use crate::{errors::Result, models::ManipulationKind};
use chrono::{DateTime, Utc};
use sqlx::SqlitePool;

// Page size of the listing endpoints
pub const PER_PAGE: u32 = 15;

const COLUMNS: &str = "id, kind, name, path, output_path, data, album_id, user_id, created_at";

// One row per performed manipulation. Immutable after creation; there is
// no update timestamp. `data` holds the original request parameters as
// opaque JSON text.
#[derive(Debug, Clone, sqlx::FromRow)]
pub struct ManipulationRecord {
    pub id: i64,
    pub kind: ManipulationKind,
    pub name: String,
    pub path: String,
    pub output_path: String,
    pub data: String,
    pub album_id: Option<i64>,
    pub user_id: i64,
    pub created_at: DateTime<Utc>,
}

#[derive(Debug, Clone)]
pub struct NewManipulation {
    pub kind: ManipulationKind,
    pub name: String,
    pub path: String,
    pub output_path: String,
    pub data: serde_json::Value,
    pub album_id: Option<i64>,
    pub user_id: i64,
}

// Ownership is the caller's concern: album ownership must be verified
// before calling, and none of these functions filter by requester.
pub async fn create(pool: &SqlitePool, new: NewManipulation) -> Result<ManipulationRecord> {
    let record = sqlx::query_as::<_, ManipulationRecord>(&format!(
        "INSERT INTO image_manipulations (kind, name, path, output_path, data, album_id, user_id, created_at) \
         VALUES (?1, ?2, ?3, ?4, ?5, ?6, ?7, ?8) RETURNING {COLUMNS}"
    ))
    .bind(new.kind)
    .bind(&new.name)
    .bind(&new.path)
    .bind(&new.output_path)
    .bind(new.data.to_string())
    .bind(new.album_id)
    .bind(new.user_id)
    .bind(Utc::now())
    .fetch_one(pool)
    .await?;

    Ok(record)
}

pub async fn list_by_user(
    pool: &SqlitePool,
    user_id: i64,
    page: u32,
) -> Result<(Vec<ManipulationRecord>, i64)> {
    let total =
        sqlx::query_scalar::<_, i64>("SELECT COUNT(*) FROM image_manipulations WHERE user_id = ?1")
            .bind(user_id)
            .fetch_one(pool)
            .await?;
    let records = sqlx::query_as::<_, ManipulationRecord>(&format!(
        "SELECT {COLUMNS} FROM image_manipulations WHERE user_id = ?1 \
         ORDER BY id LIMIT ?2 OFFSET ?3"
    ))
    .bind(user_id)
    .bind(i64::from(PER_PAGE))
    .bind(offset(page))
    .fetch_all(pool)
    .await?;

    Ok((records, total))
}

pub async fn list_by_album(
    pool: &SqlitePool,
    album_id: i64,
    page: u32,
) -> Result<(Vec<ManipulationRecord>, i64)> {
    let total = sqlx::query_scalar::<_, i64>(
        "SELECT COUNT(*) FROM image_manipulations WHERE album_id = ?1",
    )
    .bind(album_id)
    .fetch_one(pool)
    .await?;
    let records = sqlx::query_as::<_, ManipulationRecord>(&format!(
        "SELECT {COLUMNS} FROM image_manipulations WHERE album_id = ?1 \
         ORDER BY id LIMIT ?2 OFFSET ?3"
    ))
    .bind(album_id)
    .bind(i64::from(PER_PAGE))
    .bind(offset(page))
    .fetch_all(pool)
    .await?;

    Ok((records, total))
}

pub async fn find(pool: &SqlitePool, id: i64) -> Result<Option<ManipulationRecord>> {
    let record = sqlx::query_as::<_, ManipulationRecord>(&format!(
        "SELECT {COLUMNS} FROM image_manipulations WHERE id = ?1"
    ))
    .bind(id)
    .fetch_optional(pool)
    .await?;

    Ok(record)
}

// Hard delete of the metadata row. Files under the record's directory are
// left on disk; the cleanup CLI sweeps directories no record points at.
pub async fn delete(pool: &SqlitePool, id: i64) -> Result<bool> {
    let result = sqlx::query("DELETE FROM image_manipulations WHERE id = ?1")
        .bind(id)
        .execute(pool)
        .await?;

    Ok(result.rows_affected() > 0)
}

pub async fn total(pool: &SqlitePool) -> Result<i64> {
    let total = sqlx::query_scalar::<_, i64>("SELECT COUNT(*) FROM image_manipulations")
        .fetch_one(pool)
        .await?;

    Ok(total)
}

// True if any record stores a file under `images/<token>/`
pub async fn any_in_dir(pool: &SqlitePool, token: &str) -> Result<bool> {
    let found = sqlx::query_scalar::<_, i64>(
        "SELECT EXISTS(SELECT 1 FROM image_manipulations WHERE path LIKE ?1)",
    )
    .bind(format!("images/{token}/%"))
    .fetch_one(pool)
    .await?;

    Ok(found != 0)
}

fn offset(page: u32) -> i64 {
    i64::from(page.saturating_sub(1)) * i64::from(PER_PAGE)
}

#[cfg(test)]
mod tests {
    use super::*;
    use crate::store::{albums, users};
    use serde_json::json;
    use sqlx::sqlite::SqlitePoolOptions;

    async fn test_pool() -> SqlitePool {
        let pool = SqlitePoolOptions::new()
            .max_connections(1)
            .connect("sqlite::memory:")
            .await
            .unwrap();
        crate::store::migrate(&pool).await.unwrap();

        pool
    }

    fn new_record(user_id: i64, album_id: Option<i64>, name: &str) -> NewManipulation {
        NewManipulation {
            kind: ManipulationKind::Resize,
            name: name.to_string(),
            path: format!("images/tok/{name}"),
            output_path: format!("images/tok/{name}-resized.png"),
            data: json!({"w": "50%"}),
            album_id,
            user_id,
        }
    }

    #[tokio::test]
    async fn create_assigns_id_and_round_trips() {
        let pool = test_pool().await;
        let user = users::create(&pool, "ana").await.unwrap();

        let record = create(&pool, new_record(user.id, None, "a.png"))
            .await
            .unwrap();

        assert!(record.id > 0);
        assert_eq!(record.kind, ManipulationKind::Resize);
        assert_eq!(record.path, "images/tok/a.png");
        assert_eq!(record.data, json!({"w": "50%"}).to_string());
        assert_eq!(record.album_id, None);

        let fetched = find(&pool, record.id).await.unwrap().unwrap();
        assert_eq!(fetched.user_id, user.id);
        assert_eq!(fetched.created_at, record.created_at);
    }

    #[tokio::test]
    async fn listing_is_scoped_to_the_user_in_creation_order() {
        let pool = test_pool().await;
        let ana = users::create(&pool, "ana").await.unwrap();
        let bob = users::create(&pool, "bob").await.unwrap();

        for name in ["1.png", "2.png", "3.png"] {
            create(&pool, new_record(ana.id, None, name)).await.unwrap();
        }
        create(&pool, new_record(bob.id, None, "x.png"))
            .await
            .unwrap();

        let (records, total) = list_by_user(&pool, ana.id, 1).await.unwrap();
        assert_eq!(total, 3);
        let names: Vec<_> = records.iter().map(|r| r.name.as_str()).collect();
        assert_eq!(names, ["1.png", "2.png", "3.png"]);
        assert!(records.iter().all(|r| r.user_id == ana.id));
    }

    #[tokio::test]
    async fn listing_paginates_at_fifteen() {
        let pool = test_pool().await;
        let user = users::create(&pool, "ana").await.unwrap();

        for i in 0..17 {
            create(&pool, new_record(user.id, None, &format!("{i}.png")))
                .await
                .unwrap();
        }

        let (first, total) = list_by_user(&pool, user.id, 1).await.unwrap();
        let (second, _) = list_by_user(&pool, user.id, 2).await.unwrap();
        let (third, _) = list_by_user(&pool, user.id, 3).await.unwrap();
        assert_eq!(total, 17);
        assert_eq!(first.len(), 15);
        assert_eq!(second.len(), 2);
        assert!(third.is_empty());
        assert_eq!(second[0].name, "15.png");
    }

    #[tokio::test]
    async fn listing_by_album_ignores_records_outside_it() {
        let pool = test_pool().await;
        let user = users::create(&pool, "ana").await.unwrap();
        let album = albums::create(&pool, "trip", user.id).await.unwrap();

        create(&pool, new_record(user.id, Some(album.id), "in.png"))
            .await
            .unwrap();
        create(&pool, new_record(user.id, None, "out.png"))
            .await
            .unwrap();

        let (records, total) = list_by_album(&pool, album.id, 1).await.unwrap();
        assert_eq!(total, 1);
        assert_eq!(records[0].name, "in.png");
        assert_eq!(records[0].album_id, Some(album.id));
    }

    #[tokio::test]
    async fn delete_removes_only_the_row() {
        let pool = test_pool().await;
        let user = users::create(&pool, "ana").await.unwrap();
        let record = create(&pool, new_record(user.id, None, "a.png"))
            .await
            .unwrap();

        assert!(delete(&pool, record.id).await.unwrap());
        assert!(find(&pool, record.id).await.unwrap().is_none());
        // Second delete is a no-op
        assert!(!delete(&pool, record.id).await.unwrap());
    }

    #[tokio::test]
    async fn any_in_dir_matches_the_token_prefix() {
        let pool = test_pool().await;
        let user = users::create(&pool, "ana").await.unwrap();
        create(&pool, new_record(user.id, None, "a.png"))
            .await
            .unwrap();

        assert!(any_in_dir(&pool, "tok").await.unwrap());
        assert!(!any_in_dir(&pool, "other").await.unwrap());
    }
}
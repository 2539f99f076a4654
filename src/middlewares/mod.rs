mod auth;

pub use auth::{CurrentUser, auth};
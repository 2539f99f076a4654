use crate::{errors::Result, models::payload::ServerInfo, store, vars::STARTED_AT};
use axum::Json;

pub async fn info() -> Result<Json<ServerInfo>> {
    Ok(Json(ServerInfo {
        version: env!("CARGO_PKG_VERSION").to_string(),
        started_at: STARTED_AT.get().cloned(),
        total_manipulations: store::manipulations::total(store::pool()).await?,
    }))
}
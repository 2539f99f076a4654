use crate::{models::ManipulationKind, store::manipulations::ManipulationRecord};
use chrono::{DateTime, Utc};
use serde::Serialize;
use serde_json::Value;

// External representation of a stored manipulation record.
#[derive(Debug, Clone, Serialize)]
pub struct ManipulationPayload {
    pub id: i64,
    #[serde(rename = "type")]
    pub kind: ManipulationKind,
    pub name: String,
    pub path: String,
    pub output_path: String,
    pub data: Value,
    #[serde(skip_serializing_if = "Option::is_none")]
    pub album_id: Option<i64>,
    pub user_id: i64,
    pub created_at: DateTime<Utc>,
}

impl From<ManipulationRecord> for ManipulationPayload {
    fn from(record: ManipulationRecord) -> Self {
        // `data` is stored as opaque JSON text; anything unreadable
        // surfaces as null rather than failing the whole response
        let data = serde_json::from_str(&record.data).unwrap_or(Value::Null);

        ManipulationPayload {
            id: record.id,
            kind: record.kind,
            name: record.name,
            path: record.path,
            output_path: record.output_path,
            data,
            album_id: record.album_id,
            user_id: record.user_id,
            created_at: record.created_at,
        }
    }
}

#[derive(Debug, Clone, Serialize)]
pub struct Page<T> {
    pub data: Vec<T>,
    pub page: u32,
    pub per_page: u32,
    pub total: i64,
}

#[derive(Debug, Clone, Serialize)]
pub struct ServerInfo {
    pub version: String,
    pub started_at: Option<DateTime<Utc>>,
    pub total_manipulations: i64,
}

....

Aim of the task: Out of the records above, pick each line that contains the string "names".

Solution:
        let names: Vec<_> = records.iter().map(|r| r.name.as_str()).collect();
        assert_eq!(names, ["1.png", "2.png", "3.png"]);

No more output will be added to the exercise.